6800xt Undervolt Settings Work May 2026
The RX 6800 XT is a powerhouse, but it comes with a trade-off: heat and power draw. Out of the box, AMD pushes these cards to their limits, often resulting in fan curves that sound like a jet engine taking off.
Undervolting is the solution. By reducing the voltage supplied to the GPU core, you maintain (or sometimes increase) performance while drastically lowering temperatures and noise levels.
Here are the settings that consistently work for the 6800 XT, along with a guide on how to apply them safely using AMD Adrenalin Software.

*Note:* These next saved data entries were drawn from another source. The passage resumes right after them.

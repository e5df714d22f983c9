//! Peer session seam used by the console bridge
//!
//! Offers, answers and candidates are opaque JSON, exactly as they travel
//! through the node document. Everything a live session reports comes back
//! as [`PeerEvent`]s on one channel.

use crate::model::IceServer;
use async_trait::async_trait;
use serde_json::Value;
use std::sync::Arc;
use thiserror::Error;
use tokio::sync::mpsc;

#[derive(Debug, Error)]
pub enum TransportError {
    #[error("peer sessions are not available in this build")]
    Unsupported,
    #[error("session negotiation failed: {0}")]
    Negotiation(String),
    #[error("invalid remote candidate: {0}")]
    Candidate(String),
    #[error("channel send failed: {0}")]
    Send(String),
}

#[derive(Debug, Clone, Copy, PartialEq, Eq)]
pub enum PeerState {
    Connecting,
    Connected,
    Disconnected,
    Failed,
    Closed,
}

impl PeerState {
    /// The session cannot recover from this state
    pub fn is_terminal(self) -> bool {
        matches!(self, PeerState::Failed | PeerState::Closed)
    }
}

/// Outbound half of an open data channel
#[async_trait]
pub trait ChannelSink: Send + Sync {
    async fn send_text(&self, text: String) -> Result<(), TransportError>;
}

pub enum PeerEvent {
    /// Candidate gathered locally, to be published for the remote side
    LocalCandidate(Value),
    StateChanged(PeerState),
    ChannelOpen {
        label: String,
        sink: Arc<dyn ChannelSink>,
    },
    Message {
        label: String,
        text: String,
    },
    ChannelClosed {
        label: String,
    },
}

#[async_trait]
pub trait PeerConnection: Send + Sync {
    async fn add_remote_candidate(&self, candidate: Value) -> Result<(), TransportError>;

    async fn close(&self);
}

/// An accepted session: the answer to publish plus its live handles
pub struct PeerSession {
    pub answer: Value,
    pub connection: Arc<dyn PeerConnection>,
    pub events: mpsc::UnboundedReceiver<PeerEvent>,
}

#[async_trait]
pub trait PeerTransport: Send + Sync {
    /// Answer a remote offer
    async fn accept(&self, offer: Value, ice_servers: &[IceServer]) -> Result<PeerSession, TransportError>;
}

/// Used when the binary is built without a peer transport
pub struct UnsupportedTransport;

#[async_trait]
impl PeerTransport for UnsupportedTransport {
    async fn accept(&self, _offer: Value, _ice_servers: &[IceServer]) -> Result<PeerSession, TransportError> {
        Err(TransportError::Unsupported)
    }
}
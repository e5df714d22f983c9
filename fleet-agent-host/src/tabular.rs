//! Fixed-width table decoder for hypervisor CLI output
//!
//! virsh prints its listings as:
//! - a header line naming the columns
//! - a dashed separator line
//! - one line per record
//!
//! Values do not always stay under their header: right aligned sizes and long
//! names overflow to the left of the label. Column boundaries are therefore
//! widened leftwards until they fall on whitespace in every data row.

use std::collections::BTreeMap;
use thiserror::Error;

/// One decoded row, keyed by header label
pub type Record = BTreeMap<String, String>;

#[derive(Debug, Error, PartialEq, Eq)]
pub enum DecodeError {
    #[error("table payload is empty")]
    Empty,
}

#[derive(Debug)]
struct Column {
    label: String,
    start: usize,
}

/// Decode a table into one record per data row
pub fn decode(payload: &str) -> Result<Vec<Record>, DecodeError> {
    let lines: Vec<Vec<char>> = payload
        .lines()
        .map(str::trim_end)
        .filter(|line| !line.trim().is_empty())
        .map(|line| line.chars().collect())
        .collect();

    let Some(header) = lines.first() else {
        return Err(DecodeError::Empty);
    };
    let rows = lines.get(2..).unwrap_or_default();

    let mut columns = header_columns(header);
    resolve_boundaries(&mut columns, rows);

    Ok(rows.iter().map(|row| split_row(row, &columns)).collect())
}

/// Decode a table and index the records by the value of `key`.
///
/// Later rows replace earlier ones carrying the same key.
pub fn decode_keyed(payload: &str, key: &str) -> Result<BTreeMap<String, Record>, DecodeError> {
    let mut keyed = BTreeMap::new();
    for record in decode(payload)? {
        let value = record.get(key).cloned().unwrap_or_default();
        keyed.insert(value, record);
    }
    Ok(keyed)
}

/// Header labels with the index of their first character
fn header_columns(header: &[char]) -> Vec<Column> {
    let mut columns = Vec::new();
    let mut index = 0;

    while index < header.len() {
        if header[index].is_whitespace() {
            index += 1;
            continue;
        }
        let start = index;
        while index < header.len() && !header[index].is_whitespace() {
            index += 1;
        }
        columns.push(Column {
            label: header[start..index].iter().collect(),
            start,
        });
    }

    columns
}

/// Walk every column start left while some row still has a character
/// immediately before it. A column never moves onto its left neighbour.
fn resolve_boundaries(columns: &mut [Column], rows: &[Vec<char>]) {
    for position in 0..columns.len() {
        let floor = match position {
            0 => 0,
            _ => columns[position - 1].start + 1,
        };
        let mut start = columns[position].start;

        while start > floor && rows.iter().any(|row| occupied(row, start - 1)) {
            start -= 1;
        }

        columns[position].start = start;
    }
}

fn occupied(row: &[char], index: usize) -> bool {
    row.get(index).is_some_and(|c| !c.is_whitespace())
}

fn split_row(row: &[char], columns: &[Column]) -> Record {
    columns
        .iter()
        .enumerate()
        .map(|(position, column)| {
            let end = columns
                .get(position + 1)
                .map_or(row.len(), |next| next.start)
                .min(row.len());
            let cell: String = if column.start < end {
                row[column.start..end].iter().collect()
            } else {
                String::new()
            };
            (column.label.clone(), cell.trim().to_string())
        })
        .collect()
}
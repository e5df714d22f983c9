//! Host inventory for node self-description
//!
//! This module handles:
//! - Network interface enumeration with MAC and IP addresses
//! - Host identification (hostname, OS, architecture, kernel release)
//! - CPU and memory snapshot, taken once at startup
//! - Load samples for the periodic heartbeat

use crate::model::NodeCandidate;
use crate::store::Patch;
use anyhow::{Context, Result};
use if_addrs::{get_if_addrs, IfAddr};
use serde::{Deserialize, Serialize};
use serde_json::json;
use sysinfo::System;
use tracing::{debug, info, warn};

/// Network interface information
#[derive(Debug, Clone, PartialEq, Serialize, Deserialize)]
pub struct NetworkInterface {
    pub name: String,
    pub mac: Option<String>,
    pub ip: String,
    #[serde(rename = "type")]
    pub interface_type: InterfaceType,
}

/// Interface type classification
#[derive(Debug, Clone, Copy, PartialEq, Eq, Serialize, Deserialize)]
#[serde(rename_all = "lowercase")]
pub enum InterfaceType {
    Ethernet,
    Wireless,
    Bridge,
    Loopback,
    Other,
}

/// One-shot snapshot of the host
#[derive(Debug, Clone, PartialEq, Serialize, Deserialize)]
#[serde(rename_all = "camelCase")]
pub struct Inventory {
    pub hostname: String,
    pub os_type: String,
    pub os_platform: String,
    pub os_arch: String,
    pub os_release: String,
    pub cpu_model: String,
    pub cpu_count: usize,
    pub memory_total_mb: u64,
    pub primary_mac: Option<String>,
    pub interfaces: Vec<NetworkInterface>,
}

impl Inventory {
    /// Collect the snapshot. Interface enumeration failures degrade to an empty list.
    pub fn collect() -> Self {
        info!("Collecting host inventory...");

        let mut sys = System::new();
        sys.refresh_cpu();
        sys.refresh_memory();

        let interfaces = match discover_interfaces() {
            Ok(interfaces) => interfaces,
            Err(e) => {
                warn!("Network interface enumeration failed: {:#}", e);
                Vec::new()
            }
        };
        let primary_mac = select_primary_mac(&interfaces);

        let inventory = Inventory {
            hostname: gethostname::gethostname().to_string_lossy().to_string(),
            os_type: System::name().unwrap_or_else(|| std::env::consts::OS.to_string()),
            os_platform: std::env::consts::OS.to_string(),
            os_arch: std::env::consts::ARCH.to_string(),
            os_release: System::kernel_version().unwrap_or_default(),
            cpu_model: sys.cpus().first().map(|c| c.brand().trim().to_string()).unwrap_or_default(),
            cpu_count: sys.cpus().len(),
            memory_total_mb: sys.total_memory() / (1024 * 1024),
            primary_mac,
            interfaces,
        };

        info!(
            "Inventory complete - Hostname: {}, OS: {} {}, {} CPUs, {} MB",
            inventory.hostname,
            inventory.os_type,
            inventory.os_release,
            inventory.cpu_count,
            inventory.memory_total_mb
        );
        inventory
    }

    /// Descriptor appended to the candidate list by an unregistered node
    pub fn candidate(&self, node_id: &str) -> NodeCandidate {
        NodeCandidate {
            id: node_id.to_string(),
            hostname: self.hostname.clone(),
            ostype: self.os_type.clone(),
            osplatform: self.os_platform.clone(),
            osarch: self.os_arch.clone(),
            osrelease: self.os_release.clone(),
        }
    }

    /// Self-description written into the node document once it exists
    pub fn descriptor_patch(&self) -> Patch {
        Patch::new()
            .set("hostname", self.hostname.clone())
            .set(
                "os",
                json!({
                    "type": self.os_type,
                    "platform": self.os_platform,
                    "arch": self.os_arch,
                    "release": self.os_release,
                }),
            )
            .set("cpu", json!({ "model": self.cpu_model, "count": self.cpu_count }))
            .set("memory", json!({ "totalMb": self.memory_total_mb }))
            .set("network", json!({ "primaryMac": self.primary_mac, "interfaces": self.interfaces }))
            .set("agentVersion", env!("CARGO_PKG_VERSION"))
    }
}

/// Point-in-time load figures for the heartbeat
#[derive(Debug, Clone, PartialEq)]
pub struct LoadSample {
    pub uptime_seconds: u64,
    pub load1: f64,
    pub memory_used_mb: u64,
}

impl LoadSample {
    pub fn collect(sys: &mut System) -> Self {
        sys.refresh_memory();
        let load1 = if cfg!(unix) { System::load_average().one } else { 0.0 };
        let used = sys.total_memory().saturating_sub(sys.available_memory());
        LoadSample {
            uptime_seconds: System::uptime(),
            load1,
            memory_used_mb: used / (1024 * 1024),
        }
    }
}

fn discover_interfaces() -> Result<Vec<NetworkInterface>> {
    debug!("Enumerating network interfaces...");

    let addrs = get_if_addrs().context("Failed to enumerate network interfaces")?;
    let mut interfaces = Vec::new();
    for if_addr in addrs {
        let ip = match &if_addr.addr {
            IfAddr::V4(v4) => v4.ip.to_string(),
            IfAddr::V6(v6) => v6.ip.to_string(),
        };
        let interface_type = if if_addr.is_loopback() {
            InterfaceType::Loopback
        } else {
            classify_interface(&if_addr.name)
        };
        let interface = NetworkInterface {
            mac: interface_mac(&if_addr.name),
            name: if_addr.name,
            ip,
            interface_type,
        };
        debug!("Found interface: {} ({})", interface.name, interface.ip);
        interfaces.push(interface);
    }
    Ok(interfaces)
}

fn interface_mac(name: &str) -> Option<String> {
    match mac_address::mac_address_by_name(name) {
        Ok(Some(mac)) => Some(mac.to_string().to_lowercase()),
        Ok(None) => None,
        Err(e) => {
            debug!("Error getting MAC for {}: {}", name, e);
            None
        }
    }
}

/// Classify interface type based on name patterns
fn classify_interface(name: &str) -> InterfaceType {
    let name = name.to_lowercase();

    if name == "lo" || name.starts_with("lo0") {
        return InterfaceType::Loopback;
    }
    if ["wlan", "wlp", "wlo", "wifi"].iter().any(|p| name.starts_with(p)) {
        return InterfaceType::Wireless;
    }
    if ["br", "virbr", "docker", "cni", "vmbr"].iter().any(|p| name.starts_with(p)) {
        return InterfaceType::Bridge;
    }
    if name.starts_with("eth") || name.starts_with("en") || name.starts_with("bond") {
        return InterfaceType::Ethernet;
    }
    InterfaceType::Other
}

/// Ethernet first, then wireless, then anything that is not loopback
fn select_primary_mac(interfaces: &[NetworkInterface]) -> Option<String> {
    let with_mac = |kind: InterfaceType| {
        interfaces
            .iter()
            .find(|i| i.interface_type == kind && i.mac.is_some())
            .and_then(|i| i.mac.clone())
    };
    with_mac(InterfaceType::Ethernet)
        .or_else(|| with_mac(InterfaceType::Wireless))
        .or_else(|| {
            interfaces
                .iter()
                .filter(|i| i.interface_type != InterfaceType::Loopback)
                .find_map(|i| i.mac.clone())
        })
}

#[cfg(test)]
mod tests {
    use super::*;
    use crate::store::FieldOp;

    fn interface(name: &str, mac: Option<&str>) -> NetworkInterface {
        NetworkInterface {
            name: name.to_string(),
            mac: mac.map(String::from),
            ip: "10.0.0.2".to_string(),
            interface_type: classify_interface(name),
        }
    }

    #[test]
    fn test_interface_classification() {
        assert_eq!(classify_interface("eth0"), InterfaceType::Ethernet);
        assert_eq!(classify_interface("enp3s0"), InterfaceType::Ethernet);
        assert_eq!(classify_interface("wlan0"), InterfaceType::Wireless);
        assert_eq!(classify_interface("virbr0"), InterfaceType::Bridge);
        assert_eq!(classify_interface("lo"), InterfaceType::Loopback);
        assert_eq!(classify_interface("tun0"), InterfaceType::Other);
    }

    #[test]
    fn test_primary_mac_priority() {
        let interfaces = vec![
            interface("lo", Some("00:00:00:00:00:00")),
            interface("virbr0", Some("52:54:00:00:00:01")),
            interface("wlan0", Some("aa:bb:cc:00:00:02")),
            interface("eth0", None),
            interface("eno1", Some("aa:bb:cc:00:00:03")),
        ];
        assert_eq!(select_primary_mac(&interfaces).as_deref(), Some("aa:bb:cc:00:00:03"));
        assert_eq!(select_primary_mac(&interfaces[..3]).as_deref(), Some("aa:bb:cc:00:00:02"));
        assert_eq!(select_primary_mac(&interfaces[..2]).as_deref(), Some("52:54:00:00:00:01"));
        assert_eq!(select_primary_mac(&interfaces[..1]), None);
    }

    #[test]
    fn test_candidate_and_descriptor() {
        let inventory = Inventory {
            hostname: "hv-01".into(),
            os_type: "Ubuntu".into(),
            os_platform: "linux".into(),
            os_arch: "x86_64".into(),
            os_release: "6.8.0".into(),
            cpu_model: "EPYC".into(),
            cpu_count: 32,
            memory_total_mb: 131072,
            primary_mac: Some("aa:bb:cc:00:00:03".into()),
            interfaces: vec![interface("eno1", Some("aa:bb:cc:00:00:03"))],
        };

        let candidate = inventory.candidate("n1");
        assert_eq!(candidate.id, "n1");
        assert_eq!(candidate.osplatform, "linux");
        assert_eq!(candidate.osrelease, "6.8.0");

        let patch = inventory.descriptor_patch();
        let network = patch.ops.iter().find_map(|op| match op {
            FieldOp::Set { field, value } if field == "network" => Some(value.clone()),
            _ => None,
        });
        let network = network.unwrap();
        assert_eq!(network["primaryMac"], "aa:bb:cc:00:00:03");
        assert_eq!(network["interfaces"][0]["type"], "ethernet");
    }

    #[test]
    fn test_collect_local_host() {
        let inventory = Inventory::collect();
        assert!(!inventory.hostname.is_empty());
        assert_eq!(inventory.os_platform, std::env::consts::OS);
        assert!(inventory.cpu_count > 0);
    }
}
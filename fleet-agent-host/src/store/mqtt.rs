//! MQTT transport for the control store
//!
//! The store is fronted by a document gateway on the broker:
//! - `{root}/docs/{path}`: retained snapshot envelope, republished on every change
//! - `{root}/get@v1`: read request, answered on `{root}/reply@v1/{client_id}`
//! - `{root}/patch@v1/{path}`: partial update carrying field operations
//!
//! A single background task drives the rumqttc event loop. Poll errors are
//! never fatal: the task waits `min(errors, 120)` seconds and polls again,
//! which makes rumqttc reconnect. Subscriptions are replayed on every ConnAck.

use super::backoff::ErrorBackoff;
use super::{DocStream, DocumentStore, Patch, Snapshot, StoreError};
use crate::config::{Credentials, StoreSettings};
use async_trait::async_trait;
use parking_lot::Mutex;
use rumqttc::{AsyncClient, Event, EventLoop, Incoming, MqttOptions, QoS};
use serde::Deserialize;
use serde_json::{json, Value};
use std::collections::HashMap;
use std::sync::atomic::{AtomicBool, Ordering};
use std::sync::Arc;
use std::time::Duration;
use tokio::sync::{mpsc, oneshot};
use tracing::{debug, info, warn};
use uuid::Uuid;

/// Documents (node with its command queue, pools with their ledger) outgrow
/// the rumqttc default packet limit quickly
const MAX_PACKET_SIZE: usize = 4 * 1024 * 1024;

/// Topic layout of the document gateway
#[derive(Debug, Clone)]
struct Topics {
    root: String,
    reply: String,
}

impl Topics {
    fn new(root: &str, client_id: &str) -> Self {
        let root = root.trim_end_matches('/').to_string();
        let reply = format!("{}/reply@v1/{}", root, client_id);
        Self { root, reply }
    }

    fn doc(&self, path: &str) -> String {
        format!("{}/docs/{}", self.root, path)
    }

    fn collection(&self, collection: &str) -> String {
        format!("{}/docs/{}/+", self.root, collection)
    }

    fn get(&self) -> String {
        format!("{}/get@v1", self.root)
    }

    fn patch(&self, path: &str) -> String {
        format!("{}/patch@v1/{}", self.root, path)
    }

    /// Document path carried by a `docs` topic
    fn path_of<'a>(&self, topic: &'a str) -> Option<&'a str> {
        topic
            .strip_prefix(self.root.as_str())
            .and_then(|rest| rest.strip_prefix("/docs/"))
    }
}

/// Snapshot envelope published by the gateway
#[derive(Debug, Default, Deserialize)]
#[serde(rename_all = "camelCase", default)]
struct Envelope {
    request_id: Option<String>,
    path: Option<String>,
    exists: Option<bool>,
    version: u64,
    data: Value,
}

impl Envelope {
    fn into_snapshot(self, path: String) -> Snapshot {
        let exists = self.exists.unwrap_or(!self.data.is_null());
        Snapshot {
            path,
            exists,
            version: self.version,
            data: self.data,
        }
    }
}

struct Watcher {
    filter: String,
    exact_path: Option<String>,
    tx: mpsc::UnboundedSender<Snapshot>,
    versions: HashMap<String, u64>,
}

impl Watcher {
    /// Forward unless the snapshot is older than the last one delivered for
    /// its path. Returns false once the receiving side is gone.
    fn offer(&mut self, snapshot: &Snapshot) -> bool {
        if let Some(&last) = self.versions.get(&snapshot.path) {
            let stale = snapshot.version < last || (snapshot.version == last && last > 0);
            if stale {
                return true;
            }
        }
        self.versions.insert(snapshot.path.clone(), snapshot.version);
        self.tx.send(snapshot.clone()).is_ok()
    }
}

#[derive(Default)]
struct Routes {
    watchers: Vec<Watcher>,
    pending: HashMap<String, oneshot::Sender<Snapshot>>,
}

impl Routes {
    fn filters(&self) -> Vec<String> {
        let mut filters: Vec<String> = self.watchers.iter().map(|w| w.filter.clone()).collect();
        filters.sort();
        filters.dedup();
        filters
    }

    fn watched_paths(&self) -> Vec<String> {
        let mut paths: Vec<String> = self
            .watchers
            .iter()
            .filter_map(|w| w.exact_path.clone())
            .collect();
        paths.sort();
        paths.dedup();
        paths
    }

    fn deliver(&mut self, snapshot: &Snapshot, doc_topic: &str) {
        self.watchers.retain_mut(|watcher| {
            if !topic_matches(&watcher.filter, doc_topic) {
                return true;
            }
            watcher.offer(snapshot)
        });
    }
}

/// MQTT topic filter matching with `+` and `#` wildcards
pub fn topic_matches(filter: &str, topic: &str) -> bool {
    let mut filter_levels = filter.split('/');
    let mut topic_levels = topic.split('/');

    loop {
        match (filter_levels.next(), topic_levels.next()) {
            (Some("#"), _) => return true,
            (Some("+"), Some(_)) => {}
            (Some(f), Some(t)) if f == t => {}
            (None, None) => return true,
            _ => return false,
        }
    }
}

/// Control store reached through the MQTT document gateway
pub struct MqttStore {
    client: AsyncClient,
    topics: Topics,
    routes: Arc<Mutex<Routes>>,
    connected: Arc<AtomicBool>,
    request_timeout: Duration,
}

impl MqttStore {
    /// Configure the client and start the event loop task.
    /// The connection itself is established lazily by the event loop.
    pub fn connect(settings: &StoreSettings, credentials: &Credentials, node_id: &str) -> Self {
        let client_id = format!("fleet-agent-{}", node_id);

        let mut options = MqttOptions::new(&client_id, &settings.host, settings.port);
        options.set_keep_alive(Duration::from_secs(settings.keep_alive_secs));
        options.set_clean_session(true);
        options.set_credentials(&credentials.user, &credentials.password);
        options.set_max_packet_size(MAX_PACKET_SIZE, MAX_PACKET_SIZE);

        let (client, eventloop) = AsyncClient::new(options, 64);
        let topics = Topics::new(&settings.root_topic, &client_id);
        let routes = Arc::new(Mutex::new(Routes::default()));
        let connected = Arc::new(AtomicBool::new(false));

        tokio::spawn(drive_event_loop(
            eventloop,
            client.clone(),
            topics.clone(),
            Arc::clone(&routes),
            Arc::clone(&connected),
        ));

        info!(
            "Control channel configured - broker: {}:{}, client: {}",
            settings.host, settings.port, client_id
        );

        Self {
            client,
            topics,
            routes,
            connected,
            request_timeout: Duration::from_secs(settings.request_timeout_secs),
        }
    }

    fn get_request(&self, path: &str, request_id: &str) -> Vec<u8> {
        get_request(&self.topics, path, request_id)
    }

    async fn register_watcher(
        &self,
        filter: String,
        exact_path: Option<String>,
    ) -> Result<DocStream, StoreError> {
        let (tx, rx) = mpsc::unbounded_channel();
        self.routes.lock().watchers.push(Watcher {
            filter: filter.clone(),
            exact_path: exact_path.clone(),
            tx,
            versions: HashMap::new(),
        });

        self.client.subscribe(&filter, QoS::AtLeastOnce).await?;

        // Ask for the current state so an absent document shows up as such
        if let Some(path) = exact_path {
            let request_id = Uuid::new_v4().to_string();
            self.client
                .publish(self.topics.get(), QoS::AtLeastOnce, false, self.get_request(&path, &request_id))
                .await?;
        }

        debug!("Watching {}", filter);
        Ok(DocStream::new(rx))
    }
}

#[async_trait]
impl DocumentStore for MqttStore {
    async fn watch(&self, path: &str) -> Result<DocStream, StoreError> {
        self.register_watcher(self.topics.doc(path), Some(path.to_string()))
            .await
    }

    async fn watch_collection(&self, collection: &str) -> Result<DocStream, StoreError> {
        self.register_watcher(self.topics.collection(collection), None)
            .await
    }

    async fn get(&self, path: &str) -> Result<Snapshot, StoreError> {
        let request_id = Uuid::new_v4().to_string();
        let (tx, rx) = oneshot::channel();
        self.routes.lock().pending.insert(request_id.clone(), tx);

        let published = self
            .client
            .publish(self.topics.get(), QoS::AtLeastOnce, false, self.get_request(path, &request_id))
            .await;
        if let Err(e) = published {
            self.routes.lock().pending.remove(&request_id);
            return Err(e.into());
        }

        match tokio::time::timeout(self.request_timeout, rx).await {
            Ok(Ok(snapshot)) => Ok(snapshot),
            Ok(Err(_)) => Err(StoreError::Closed),
            Err(_) => {
                self.routes.lock().pending.remove(&request_id);
                Err(StoreError::Timeout(path.to_string()))
            }
        }
    }

    async fn update(&self, path: &str, patch: Patch) -> Result<(), StoreError> {
        let payload = serde_json::to_vec(&json!({ "path": path, "ops": patch.ops }))?;
        self.client
            .publish(self.topics.patch(path), QoS::AtLeastOnce, false, payload)
            .await?;
        Ok(())
    }

    fn is_connected(&self) -> bool {
        self.connected.load(Ordering::Relaxed)
    }
}

fn get_request(topics: &Topics, path: &str, request_id: &str) -> Vec<u8> {
    json!({
        "requestId": request_id,
        "path": path,
        "replyTo": topics.reply,
    })
    .to_string()
    .into_bytes()
}

async fn drive_event_loop(
    mut eventloop: EventLoop,
    client: AsyncClient,
    topics: Topics,
    routes: Arc<Mutex<Routes>>,
    connected: Arc<AtomicBool>,
) {
    let mut backoff = ErrorBackoff::default();

    loop {
        match eventloop.poll().await {
            Ok(Event::Incoming(Incoming::ConnAck(ack))) => {
                connected.store(true, Ordering::Relaxed);
                info!("Control channel connected ({:?})", ack.code);
                replay_subscriptions(&client, &topics, &routes);
            }
            Ok(Event::Incoming(Incoming::Publish(publish))) => {
                backoff.reset();
                dispatch(&topics, &routes, &publish.topic, &publish.payload);
            }
            Ok(_) => {}
            Err(e) => {
                connected.store(false, Ordering::Relaxed);
                let delay = backoff.record_error();
                warn!(
                    "Control channel error ({} in a row): {} - retrying in {}s",
                    backoff.consecutive(),
                    e,
                    delay.as_secs()
                );
                tokio::time::sleep(delay).await;
            }
        }
    }
}

/// Re-subscribe everything after a (re)connect. Runs inside the event loop
/// task, so only the non-blocking client calls are usable here.
fn replay_subscriptions(client: &AsyncClient, topics: &Topics, routes: &Mutex<Routes>) {
    let (filters, paths) = {
        let routes = routes.lock();
        (routes.filters(), routes.watched_paths())
    };

    if let Err(e) = client.try_subscribe(&topics.reply, QoS::AtLeastOnce) {
        warn!("Failed to subscribe to {}: {}", topics.reply, e);
    }
    for filter in &filters {
        if let Err(e) = client.try_subscribe(filter, QoS::AtLeastOnce) {
            warn!("Failed to subscribe to {}: {}", filter, e);
        }
    }
    for path in &paths {
        let request_id = Uuid::new_v4().to_string();
        if let Err(e) = client.try_publish(topics.get(), QoS::AtLeastOnce, false, get_request(topics, path, &request_id)) {
            warn!("Failed to request {}: {}", path, e);
        }
    }

    debug!("Replayed {} subscriptions", filters.len());
}

fn dispatch(topics: &Topics, routes: &Mutex<Routes>, topic: &str, payload: &[u8]) {
    let envelope: Envelope = if payload.is_empty() {
        Envelope::default()
    } else {
        match serde_json::from_slice(payload) {
            Ok(envelope) => envelope,
            Err(e) => {
                warn!("Ignoring malformed document envelope on {}: {}", topic, e);
                return;
            }
        }
    };

    let path = if topic == topics.reply {
        match envelope.path.clone() {
            Some(path) => path,
            None => {
                warn!("Ignoring reply without document path");
                return;
            }
        }
    } else {
        match topics.path_of(topic) {
            Some(path) => path.to_string(),
            None => {
                debug!("Ignoring message on unrelated topic {}", topic);
                return;
            }
        }
    };

    let request_id = envelope.request_id.clone();
    let snapshot = envelope.into_snapshot(path);
    let doc_topic = topics.doc(&snapshot.path);

    let mut routes = routes.lock();
    if let Some(tx) = request_id.and_then(|id| routes.pending.remove(&id)) {
        let _ = tx.send(snapshot.clone());
    }
    routes.deliver(&snapshot, &doc_topic);
}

A common mistake users make is setting the "Max Frequency" to 2700Mhz. While the 6800XT can technically hit that at stock voltage (1.2V), it cannot hit that voltage at 1.050V. 6800xt undervolt settings work
Why 6800XT undervolt settings work better with lower max clocks:
If you set Max Frequency to 2700Mhz but only give the card 1050mV, the GPU will attempt to reach 2700Mhz, fail due to lack of voltage, trigger a "stall," and drop to 2100Mhz. This causes stuttering.
The fix: Be honest with your clock limit. The RX 6800 XT is a powerhouse, but
A stable 2400Mhz feels infinitely smoother than a spikey 2700Mhz that crashes every 10 minutes.
Undervolting creates a unique stability curve. A card might be stable in Cyberpunk 2077 for an hour but crash instantly in Furmark or Superposition.
If you crash:
Undervolt settings work, but not every game plays nice. The 6800 XT’s RDNA2 architecture is voltage-sensitive across different workloads:
Key finding: A “100% stable” undervolt in benchmarks often crashes within 10 minutes of ray-traced gaming. For daily use, back off 15–20 mV from your lowest benchmark-stable voltage.